- TASK DETAILS
Pull every line with "inside" from the data.

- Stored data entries
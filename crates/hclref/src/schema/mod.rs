//! schema model
//!
//! A [Block] describes the shape of one configuration body: its attributes and the block types that may be
//! nested inside it. Nested block types own their child [Block], so a schema is always a tree.
//!
//! ```hcl
//! # attributes of the resource's block
//! ami           = "ami-123"
//! instance_type = "t3.micro"
//!
//! # a nested block type ("ebs_block_device") with NestingMode::List
//! ebs_block_device {
//!   device_name = "/dev/sdb"
//! }
//! ```
//!
//! Schemas are read-only once constructed and can be shared freely between threads.
mod value_type;

pub use value_type::ValueType;

use indexmap::IndexMap;
use serde::{Deserialize, Serialize};
use std::fmt;

/// Schema node describing a configuration body
#[derive(Debug, Clone, Default, PartialEq, Serialize, Deserialize)]
pub struct Block {
    #[serde(default, skip_serializing_if = "IndexMap::is_empty")]
    pub attributes: IndexMap<String, Attribute>,

    #[serde(default, skip_serializing_if = "IndexMap::is_empty")]
    pub block_types: IndexMap<String, NestedBlock>,
}

impl Block {
    pub fn new() -> Self {
        Self::default()
    }

    pub fn with_attribute(mut self, name: impl Into<String>, attribute: Attribute) -> Self {
        self.attributes.insert(name.into(), attribute);
        self
    }

    pub fn with_block_type(mut self, name: impl Into<String>, nested: NestedBlock) -> Self {
        self.block_types.insert(name.into(), nested);
        self
    }

    /// The object type a body decoded with this schema produces
    ///
    /// Attributes contribute their own type, nested block types are wrapped according to their nesting mode.
    ///
    /// # Panic
    /// Panics on [NestingMode::Invalid], see [Block::validate]
    pub fn implied_type(&self) -> ValueType {
        let mut attributes: IndexMap<String, ValueType> = self
            .attributes
            .iter()
            .map(|(name, attribute)| (name.clone(), attribute.ty.clone()))
            .collect();

        for (name, nested) in &self.block_types {
            let child = nested.block.implied_type();
            let ty = match nested.nesting {
                NestingMode::Single => child,
                NestingMode::List => ValueType::list(child),
                NestingMode::Set => ValueType::set(child),
                NestingMode::Map => ValueType::map(child),
                NestingMode::Invalid => {
                    panic!("invalid nesting mode for block type {name:?}")
                }
            };
            attributes.insert(name.clone(), ty);
        }

        ValueType::Object(attributes)
    }

    /// Check the schema for mistakes the type system does not rule out
    ///
    /// All issues of the whole tree are reported at once.
    pub fn validate(&self) -> Result<(), InvalidSchema> {
        let mut issues = vec![];
        self.collect_issues("", &mut issues);

        if issues.is_empty() {
            Ok(())
        } else {
            Err(InvalidSchema { issues })
        }
    }

    fn collect_issues(&self, prefix: &str, issues: &mut Vec<SchemaIssue>) {
        let path = |name: &str| {
            if prefix.is_empty() {
                name.to_string()
            } else {
                format!("{prefix}.{name}")
            }
        };

        for (name, attribute) in &self.attributes {
            if hcl::Identifier::new(name.as_str()).is_err() {
                issues.push(SchemaIssue::InvalidName(path(name)));
            }
            if attribute.required && attribute.optional {
                issues.push(SchemaIssue::RequiredAndOptional(path(name)));
            }
            if attribute.required && attribute.computed {
                issues.push(SchemaIssue::RequiredAndComputed(path(name)));
            }
        }

        for (name, nested) in &self.block_types {
            if hcl::Identifier::new(name.as_str()).is_err() {
                issues.push(SchemaIssue::InvalidName(path(name)));
            }
            if self.attributes.contains_key(name) {
                issues.push(SchemaIssue::NameCollision(path(name)));
            }
            if nested.nesting == NestingMode::Invalid {
                issues.push(SchemaIssue::InvalidNesting(path(name)));
            }

            nested.block.collect_issues(&path(name), issues);
        }
    }
}

/// Leaf of a schema
#[derive(Debug, Clone, PartialEq, Serialize, Deserialize)]
pub struct Attribute {
    #[serde(rename = "type")]
    pub ty: ValueType,

    #[serde(default)]
    pub required: bool,

    #[serde(default)]
    pub optional: bool,

    /// Set by the provider. Decodes to null when not configured.
    #[serde(default)]
    pub computed: bool,
}

impl Attribute {
    pub fn required(ty: ValueType) -> Self {
        Self {
            ty,
            required: true,
            optional: false,
            computed: false,
        }
    }

    pub fn optional(ty: ValueType) -> Self {
        Self {
            ty,
            required: false,
            optional: true,
            computed: false,
        }
    }

    pub fn computed(ty: ValueType) -> Self {
        Self {
            ty,
            required: false,
            optional: false,
            computed: true,
        }
    }
}

/// A block type that may appear inside a body, and how often
#[derive(Debug, Clone, Default, PartialEq, Serialize, Deserialize, derive_new::new)]
pub struct NestedBlock {
    #[serde(default)]
    pub nesting: NestingMode,

    #[serde(default)]
    pub block: Block,
}

/// Repetition semantics of a nested block type
#[derive(Debug, Clone, Copy, Default, PartialEq, Eq, Hash, Serialize, Deserialize)]
#[serde(rename_all = "lowercase")]
pub enum NestingMode {
    /// Not a valid mode. Only reachable through [Default], e.g. a schema file without `nesting`.
    #[default]
    #[serde(skip)]
    Invalid,
    /// Exactly one block or null
    Single,
    /// Ordered sequence of blocks, duplicates allowed
    List,
    /// Unordered, deduplicated collection of blocks
    Set,
    /// Blocks keyed by their single label
    Map,
}

impl fmt::Display for NestingMode {
    fn fmt(&self, f: &mut fmt::Formatter<'_>) -> fmt::Result {
        match self {
            NestingMode::Invalid => f.write_str("invalid"),
            NestingMode::Single => f.write_str("single"),
            NestingMode::List => f.write_str("list"),
            NestingMode::Set => f.write_str("set"),
            NestingMode::Map => f.write_str("map"),
        }
    }
}

/// Every issue found by [Block::validate]
#[derive(Debug)]
pub struct InvalidSchema {
    pub issues: Vec<SchemaIssue>,
}

impl fmt::Display for InvalidSchema {
    fn fmt(&self, f: &mut fmt::Formatter<'_>) -> fmt::Result {
        f.write_str("invalid schema: ")?;
        for (i, issue) in self.issues.iter().enumerate() {
            if i > 0 {
                f.write_str("; ")?;
            }
            write!(f, "{issue}")?;
        }
        Ok(())
    }
}

impl std::error::Error for InvalidSchema {}

#[derive(thiserror::Error, Debug, PartialEq)]
pub enum SchemaIssue {
    #[error("{0}: name is not a valid identifier")]
    InvalidName(String),
    #[error("{0}: name is used by an attribute and a block type")]
    NameCollision(String),
    #[error("{0}: block type has no valid nesting mode")]
    InvalidNesting(String),
    #[error("{0}: attribute cannot be both required and optional")]
    RequiredAndOptional(String),
    #[error("{0}: attribute cannot be both required and computed")]
    RequiredAndComputed(String),
}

- TASK RESULT
//! nested inside it. Nested block types own their child [Block], so a schema is always a tree.
/// A block type that may appear inside a body, and how often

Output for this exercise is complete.